By way of contrast, sometimes I have simply found myself in the desert, desolate and alone amidst the ruins of my previous comfortable, even joyous religious belief systems, with nothing but sand in my mouth and grit in my eyes.  Those have been hard journeys, and long.  I have eventually picked myself up and trudged up the next dune, and the next, on one occasion for some years until I realised the wilderness was finally giving way to the veldt.

On the other hand, faced with these kinds of difficulty, we can always pack our bags and leave when we realise that we really don’t get it at all, or worse, when what seems to be the Truth is impossible for us to accept.  Some of the disciples in our John reading today did just that.

At other times, I have figured it out.  Aha!  Eureka!  I am loved!  I am on the right path after all!  This is how it works!

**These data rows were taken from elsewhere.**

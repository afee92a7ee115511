use criterion::{black_box, criterion_group, criterion_main, Criterion};
use scenebin::parts::{
    Actor, MapPiece, PartsRegistry, Prop, WorldKind, PARTS_CONTAINER, REGIONS_CONTAINER,
};
use scenebin::{
    resolve, unresolve, BaseData, Container, DrawGroups, Record, Reference, Scene, TypeDataRule,
    VariantRegistry,
};

fn record(name: String, payload: WorldKind) -> Record<WorldKind> {
    let reg = PartsRegistry;
    let layout = reg.layout(reg.discriminator_of(&payload)).unwrap();
    Record {
        name,
        id: 0,
        base: BaseData::default(),
        groups: layout.extra_base_block.then(DrawGroups::default),
        shape: None,
        type_data_present: matches!(
            layout.type_data,
            TypeDataRule::Always | TypeDataRule::Flagged
        ),
        payload,
    }
}

fn big_scene(pieces: usize) -> Scene<WorldKind> {
    let mut scene = Scene::new(2);
    let mut parts = Container::new(PARTS_CONTAINER);
    for i in 0..pieces {
        parts.records.push(record(
            format!("m{i:04}"),
            WorldKind::MapPiece(MapPiece { lod_bias: 0.0, tint: i as u32 }),
        ));
    }
    for i in 0..pieces {
        parts.records.push(record(
            format!("crate{i}"),
            WorldKind::Prop(Prop {
                attach:      Reference::Index((i % pieces) as i32),
                break_stage: 0,
            }),
        ));
    }
    for i in 0..pieces {
        parts.records.push(record(
            format!("actor{i}"),
            WorldKind::Actor(Actor {
                collision: Reference::Index((i % pieces) as i32),
                think_id:  i as i32,
                talk_id:   -1,
            }),
        ));
    }
    scene.containers.push(parts);
    scene.containers.push(Container::new(REGIONS_CONTAINER));
    scene
}

fn bench_serialize(c: &mut Criterion) {
    let scene = big_scene(64);
    c.bench_function("write_192_records", |b| {
        b.iter(|| black_box(&scene).write(&PartsRegistry).unwrap())
    });
}

fn bench_parse(c: &mut Criterion) {
    let bytes = big_scene(64).write(&PartsRegistry).unwrap();
    c.bench_function("parse_192_records", |b| {
        b.iter(|| Scene::parse(black_box(&bytes), &PartsRegistry).unwrap())
    });
}

fn bench_resolve_roundtrip(c: &mut Criterion) {
    let scene = big_scene(64);
    c.bench_function("resolve_unresolve_192_records", |b| {
        b.iter(|| {
            let named = resolve(black_box(&scene), &PartsRegistry).unwrap();
            unresolve(&named, &PartsRegistry).unwrap()
        })
    });
}

criterion_group!(benches, bench_serialize, bench_parse, bench_resolve_roundtrip);
criterion_main!(benches);
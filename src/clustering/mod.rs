pub mod geographic;
pub mod kmeans;

pub use geographic::{GeographicCluster, GeographicClusterer};
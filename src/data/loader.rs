use std::path::Path;

use serde::Deserialize;
use tracing::info;

use crate::domain::location::{generate_location_id, Location};
use crate::domain::registry::LocationRegistry;
use crate::domain::schedule::ScheduleEntry;
use crate::error::RoutingError;

/// One row of a schedule's location CSV.
#[derive(Debug, Deserialize)]
struct LocationRow {
    name: String,
    latitude: f64,
    longitude: f64,
    wco_amount: f64,
    disposal_schedule: u32,
}

/// Loads per-schedule location CSVs into a registry. Every row gets a
/// generated `loc_<8hex>` id.
pub struct ScheduleLoader;

impl ScheduleLoader {
    pub fn load_schedule_data(
        schedule: &ScheduleEntry,
        base_path: &Path,
    ) -> Result<LocationRegistry, RoutingError> {
        let data_path = base_path.join(&schedule.file);
        let mut reader = csv::Reader::from_path(&data_path)?;

        let mut registry = LocationRegistry::new();
        for row in reader.deserialize() {
            let row: LocationRow = row?;
            if !(-90.0..=90.0).contains(&row.latitude)
                || !(-180.0..=180.0).contains(&row.longitude)
            {
                return Err(RoutingError::MalformedCoordinates(format!(
                    "{} ({}, {}) in {}",
                    row.name,
                    row.latitude,
                    row.longitude,
                    data_path.display()
                )));
            }
            registry.add(Location {
                id: generate_location_id(),
                name: row.name,
                coordinates: (row.latitude, row.longitude),
                wco_amount: row.wco_amount,
                disposal_schedule: row.disposal_schedule,
                distance_from_depot: 0.0,
            });
        }

        info!(
            "Loaded {} locations for schedule {} from {}",
            registry.len(),
            schedule.id,
            data_path.display()
        );
        Ok(registry)
    }

    /// Load and combine location data for every schedule, unioned by id.
    pub fn load_all_schedules(
        schedules: &[ScheduleEntry],
        base_path: &Path,
    ) -> Result<LocationRegistry, RoutingError> {
        let mut combined = LocationRegistry::new();
        for schedule in schedules {
            let registry = Self::load_schedule_data(schedule, base_path)?;
            combined.merge(registry);
        }
        Ok(combined)
    }
}

#[cfg(test)]
mod tests {
    use super::*;
    use std::io::Write;

    fn write_csv(dir: &Path, name: &str, body: &str) {
        let mut file = std::fs::File::create(dir.join(name)).unwrap();
        writeln!(file, "name,latitude,longitude,wco_amount,disposal_schedule").unwrap();
        write!(file, "{body}").unwrap();
    }

    #[test]
    fn loads_rows_and_generates_ids() {
        let dir = std::env::temp_dir().join("wco_loader_test_basic");
        std::fs::create_dir_all(&dir).unwrap();
        write_csv(
            &dir,
            "weekly.csv",
            "Fried Chicken Hub,7.0712,125.6123,120.5,7\nNoodle House,7.0801,125.6010,45.0,7\n",
        );

        let mut schedule = ScheduleEntry::new("weekly", "Weekly", 7);
        schedule.file = "weekly.csv".into();

        let registry = ScheduleLoader::load_schedule_data(&schedule, &dir).unwrap();
        assert_eq!(registry.len(), 2);
        let first = registry.iter().next().unwrap();
        assert!(first.id.starts_with("loc_"));
        assert_eq!(first.name, "Fried Chicken Hub");
        assert_eq!(first.disposal_schedule, 7);
    }

    #[test]
    fn rejects_out_of_range_coordinates() {
        let dir = std::env::temp_dir().join("wco_loader_test_badcoords");
        std::fs::create_dir_all(&dir).unwrap();
        write_csv(&dir, "bad.csv", "Broken,95.0,500.0,10.0,7\n");

        let mut schedule = ScheduleEntry::new("bad", "Bad", 7);
        schedule.file = "bad.csv".into();

        let err = ScheduleLoader::load_schedule_data(&schedule, &dir).unwrap_err();
        assert!(matches!(err, RoutingError::MalformedCoordinates(_)));
    }

    #[test]
    fn missing_file_is_an_io_class_error() {
        let mut schedule = ScheduleEntry::new("none", "None", 7);
        schedule.file = "does_not_exist.csv".into();
        let err = ScheduleLoader::load_schedule_data(&schedule, Path::new("/nonexistent-dir"));
        assert!(err.is_err());
    }
}
impl<'a> RoutingModel<'a> {
    fn build(
        locations: &'a [Location],
        vehicles: &[Vehicle],
        constraints: &RouteConstraints,
        speed_kph: f64,
        stop_time_minutes: f64,
        max_daily_time: f64,
    ) -> Self {
        let n = locations.len() + 1;
        let depot = vehicles[0].depot_location;
        let coords = |node: usize| {
            if node == 0 {
                depot
            } else {
                locations[node - 1].coordinates
            }
        };

        let mut distance = vec![vec![0i64; n]; n];
        let mut transit_minutes = vec![vec![0.0f64; n]; n];
        for from in 0..n {
            for to in 0..n {
                let km = geo::calculate_distance(coords(from), coords(to));
                distance[from][to] = km.round() as i64;
                let service = if from == 0 { 0.0 } else { stop_time_minutes };
                transit_minutes[from][to] = service + geo::estimate_travel_time(km, speed_kph);
            }
        }

        let mut demands = vec![0i64; n];
        for (i, loc) in locations.iter().enumerate() {
            demands[i + 1] = (loc.wco_amount * 10.0).round() as i64;
        }
        let capacities = vehicles
            .iter()
            .map(|v| (v.capacity * 10.0).round() as i64)
            .collect();

        // A one-way road (from, to) forbids driving the to -> from arc.
        let mut forbidden = HashSet::new();
        for (road_from, road_to) in &constraints.one_way_roads {
            let match_node = |target: (f64, f64)| {
                (0..n).find(|&node| {
                    geo::coordinates_match(coords(node), target, COORDINATE_TOLERANCE)
                })
            };
            match (match_node(*road_from), match_node(*road_to)) {
                (Some(from_node), Some(to_node)) => {
                    forbidden.insert((to_node, from_node));
                }
                _ => {
                    debug!("one-way road endpoints not in current problem, skipping");
                }
            }
        }

        RoutingModel {
            locations,
            distance,
            transit_minutes,
            demands,
            capacities,
            forbidden,
            max_daily_time,
        }
    }

    fn node_count(&self) -> usize {
        self.locations.len() + 1
    }

    /// Hard feasibility: capacity, forbidden arcs, and the time dimension.
    /// Cumulative time propagates as an [earliest, latest] interval: each
    /// leg adds its transit to both bounds, each stop may additionally
    /// absorb up to `TIME_SLACK_MINUTES` of waiting, and the interval is
    /// clamped to the stop's window `[0, max_daily_time]` (the depot end
    /// window is `[0, 2 * max]`). A route is feasible while the interval
    /// stays non-empty.
    fn route_is_feasible(&self, route: &[usize], vehicle_idx: usize) -> bool {
        let mut load = 0i64;
        let mut earliest = 0.0f64;
        let mut latest = 0.0f64;
        let mut prev = 0usize;

        for &node in route {
            if self.forbidden.contains(&(prev, node)) {
                return false;
            }
            load += self.demands[node];
            if load > self.capacities[vehicle_idx] {
                return false;
            }
            earliest += self.transit_minutes[prev][node];
            latest = (latest + self.transit_minutes[prev][node] + TIME_SLACK_MINUTES)
                .min(self.max_daily_time);
            if earliest > latest {
                return false;
            }
            prev = node;
        }

        if self.forbidden.contains(&(prev, 0)) {
            return false;
        }
        earliest += self.transit_minutes[prev][0];
        latest = (latest + self.transit_minutes[prev][0] + TIME_SLACK_MINUTES)
            .min(2.0 * self.max_daily_time);
        earliest <= latest
    }

    fn route_cost(&self, route: &[usize]) -> i64 {
        if route.is_empty() {
            return 0;
        }
        let mut cost = 0;
        let mut prev = 0usize;
        for &node in route {
            cost += self.distance[prev][node];
            prev = node;
        }
        cost + self.distance[prev][0]
    }

    fn solution_cost(&self, routes: &Routes) -> i64 {
        routes.iter().map(|r| self.route_cost(r)).sum()
    }

    fn augmented_route_cost(
        &self,
        route: &[usize],
        penalties: &HashMap<(usize, usize), i64>,
        lambda: f64,
    ) -> f64 {
        if route.is_empty() {
            return 0.0;
        }
        let mut cost = 0.0;
        let mut prev = 0usize;
        for &node in route {
            let p = penalties.get(&(prev, node)).copied().unwrap_or(0);
            cost += self.distance[prev][node] as f64 + lambda * p as f64;
            prev = node;
        }
        let p = penalties.get(&(prev, 0)).copied().unwrap_or(0);
        cost + self.distance[prev][0] as f64 + lambda * p as f64
    }

    fn augmented_cost(
        &self,
        routes: &Routes,
        penalties: &HashMap<(usize, usize), i64>,
        lambda: f64,
    ) -> f64 {
        routes
            .iter()
            .map(|r| self.augmented_route_cost(r, penalties, lambda))
            .sum()
    }

    /// First solution: repeatedly extend each vehicle with the cheapest
    /// feasible arc. Returns None when any location cannot be placed.
    fn cheapest_arc_construction(&self) -> Option<Routes> {
        let mut unassigned: BTreeSet<usize> = (1..self.node_count()).collect();
        let mut routes: Routes = vec![Vec::new(); self.capacities.len()];

        for (v_idx, route) in routes.iter_mut().enumerate() {
            loop {
                let prev = route.last().copied().unwrap_or(0);
                let candidate = unassigned
                    .iter()
                    .copied()
                    .filter(|&node| {
                        let mut extended = route.clone();
                        extended.push(node);
                        self.route_is_feasible(&extended, v_idx)
                    })
                    .min_by_key(|&node| (self.distance[prev][node], node));

                match candidate {
                    Some(node) => {
                        route.push(node);
                        unassigned.remove(&node);
                    }
                    None => break,
                }
            }
        }

        unassigned.is_empty().then_some(routes)
    }

    /// Improvement phase: steepest-descent over relocate/swap/2-opt on a
    /// penalty-augmented objective; at each local optimum the highest
    /// utility arcs of the incumbent are penalized. Runs until the wall
    /// clock expires or the search stagnates.
    fn guided_local_search(&self, initial: Routes, time_limit: Duration) -> Routes {
        let deadline = Instant::now() + time_limit;
        let mut current = initial.clone();
        let mut best = initial;
        let mut best_cost = self.solution_cost(&best);

        let mut penalties: HashMap<(usize, usize), i64> = HashMap::new();
        let arc_count = (self.node_count() * 2).max(1);
        let lambda = PENALTY_WEIGHT * best_cost as f64 / arc_count as f64;

        let n = self.locations.len();
        let stagnation_limit = 100.max(10 * n);
        let mut stagnation = 0usize;

        while Instant::now() < deadline && stagnation < stagnation_limit {
            let moves = self.enumerate_moves(&current);
            if moves.is_empty() {
                break;
            }

            let current_aug = self.augmented_cost(&current, &penalties, lambda);
            let evaluated: Vec<(f64, usize)> = moves
                .par_iter()
                .enumerate()
                .filter_map(|(i, mv)| {
                    let candidate = self.apply_move(&current, *mv);
                    let feasible = candidate
                        .iter()
                        .enumerate()
                        .all(|(v, r)| self.route_is_feasible(r, v));
                    if !feasible {
                        return None;
                    }
                    Some((self.augmented_cost(&candidate, &penalties, lambda), i))
                })
                .collect();

            let improving = evaluated
                .into_iter()
                .filter(|(aug, _)| *aug < current_aug - 1e-9)
                .min_by(|a, b| a.0.total_cmp(&b.0).then(a.1.cmp(&b.1)));

            match improving {
                Some((_, move_idx)) => {
                    current = self.apply_move(&current, moves[move_idx]);
                    let cost = self.solution_cost(&current);
                    if cost < best_cost {
                        best_cost = cost;
                        best = current.clone();
                        stagnation = 0;
                        debug!(cost, "new best solution");
                        continue;
                    }
                }
                None => {
                    // Local optimum on the augmented objective: penalize the
                    // most expensive lightly-penalized arcs of the incumbent.
                    self.penalize_arcs(&current, &mut penalties);
                }
            }
            stagnation += 1;
        }

        best
    }

    fn penalize_arcs(&self, routes: &Routes, penalties: &mut HashMap<(usize, usize), i64>) {
        let mut worst_utility = f64::NEG_INFINITY;
        let mut worst_arcs: Vec<(usize, usize)> = Vec::new();

        for route in routes {
            if route.is_empty() {
                continue;
            }
            let mut prev = 0usize;
            for &node in route.iter().chain(std::iter::once(&0)) {
                let p = penalties.get(&(prev, node)).copied().unwrap_or(0);
                let utility = self.distance[prev][node] as f64 / (1.0 + p as f64);
                if utility > worst_utility + 1e-9 {
                    worst_utility = utility;
                    worst_arcs = vec![(prev, node)];
                } else if (utility - worst_utility).abs() <= 1e-9 {
                    worst_arcs.push((prev, node));
                }
                prev = node;
            }
        }

        for arc in worst_arcs {
            *penalties.entry(arc).or_insert(0) += 1;
        }
    }

    fn enumerate_moves(&self, routes: &Routes) -> Vec<Move> {
        let mut moves = Vec::new();
        let route_count = routes.len();

        for from_route in 0..route_count {
            for from_pos in 0..routes[from_route].len() {
                // Relocations, including into empty routes.
                for to_route in 0..route_count {
                    let max_pos = if to_route == from_route {
                        routes[to_route].len() - 1
                    } else {
                        routes[to_route].len()
                    };
                    for to_pos in 0..=max_pos {
                        if to_route == from_route && to_pos == from_pos {
                            continue;
                        }
                        moves.push(Move::Relocate {
                            from_route,
                            from_pos,
                            to_route,
                            to_pos,
                        });
                    }
                }

                // Swaps with any later stop.
                for route_b in from_route..route_count {
                    let start = if route_b == from_route { from_pos + 1 } else { 0 };
                    for pos_b in start..routes[route_b].len() {
                        moves.push(Move::Swap {
                            route_a: from_route,
                            pos_a: from_pos,
                            route_b,
                            pos_b,
                        });
                    }
                }
            }

            // Segment reversals within a route.
            let len = routes[from_route].len();
            for start in 0..len {
                for end in (start + 2)..len {
                    moves.push(Move::TwoOpt {
                        route: from_route,
                        start,
                        end,
                    });
                }
            }
        }

        moves
    }

    fn apply_move(&self, routes: &Routes, mv: Move) -> Routes {
        let mut next = routes.clone();
        match mv {
            Move::Relocate {
                from_route,
                from_pos,
                to_route,
                to_pos,
            } => {
                let node = next[from_route].remove(from_pos);
                next[to_route].insert(to_pos, node);
            }
            Move::Swap {
                route_a,
                pos_a,
                route_b,
                pos_b,
            } => {
                if route_a == route_b {
                    next[route_a].swap(pos_a, pos_b);
                } else {
                    let a = next[route_a][pos_a];
                    let b = next[route_b][pos_b];
                    next[route_a][pos_a] = b;
                    next[route_b][pos_b] = a;
                }
            }
            Move::TwoOpt { route, start, end } => {
                next[route][start..=end].reverse();
            }
        }
        next
    }
}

Mostly, I think I’m a bit like Peter.

So Jesus said to the twelve, “You do not want to go away also, do you?” Simon Peter answered Him, “Lord, to whom shall we go? You have words of eternal life. We have believed and have come to know that You are the Holy One of God.”

When I have not known what on earth was going on, I can truthfully say that there has always been something I could still cling to.  I am so grateful for those small, glistening diamonds.  There’s been something I still believed, sometimes without being able to explain why, because I just knew it to be true, or more accurately, often because I felt it to be true:

‘God loves me’.

‘I am not alone – God is with me’.

And once, in a very unsettling moment that I doubt I will ever forget, ‘Be silent! God wills you to carry on.’  These things have got me through.

Whatever type of response I hit upon, my over-arching advice to myself is to ‘keep calm and carry on’.  Do not give up, no matter how much hard work ‘carrying on’ actually is.  Whatever my response to not understanding ‘what in the Sam Hill is going on here’; whether it is to pretend my incomprehension doesn’t matter, to be sorely tempted to walk away in anger, or to flirt with sitting down and embracing a sense of desolation, or to chew on it until I have it figured out, or to simply give the struggle up and collapse into the arms of God because there’s nowhere else to go; I can carry on. I can refuse to leave the path.

“The Cloude of Unknowyng” is an anonymous work of Christian mysticism written in Middle English in the latter half of the 14th century.  The text is a spiritual guide on contemplative prayer in the late Middle Ages.  I will leave you with one of its core pieces of advice:

For the first time you [lift your heart to God with stirrings of love], you will find only a darkness, and as it were a cloud of unknowing […] Whatever you do, this darkness and the cloud are between you and your God, and hold you back from seeing him clearly by the light of understanding in your reason and from experiencing him in the sweetness of love in your feelings. […] And so prepare to remain in this darkness as long as you can, always begging for him you love; for if you are ever to feel or see him … it must always be in this cloud and this darkness. […] with a devout and delightful stirring of love … struggle to pierce that darkness above you; and beat on that thick cloud of unknowing with a sharp dart of longing love, and do not give up, whatever happens.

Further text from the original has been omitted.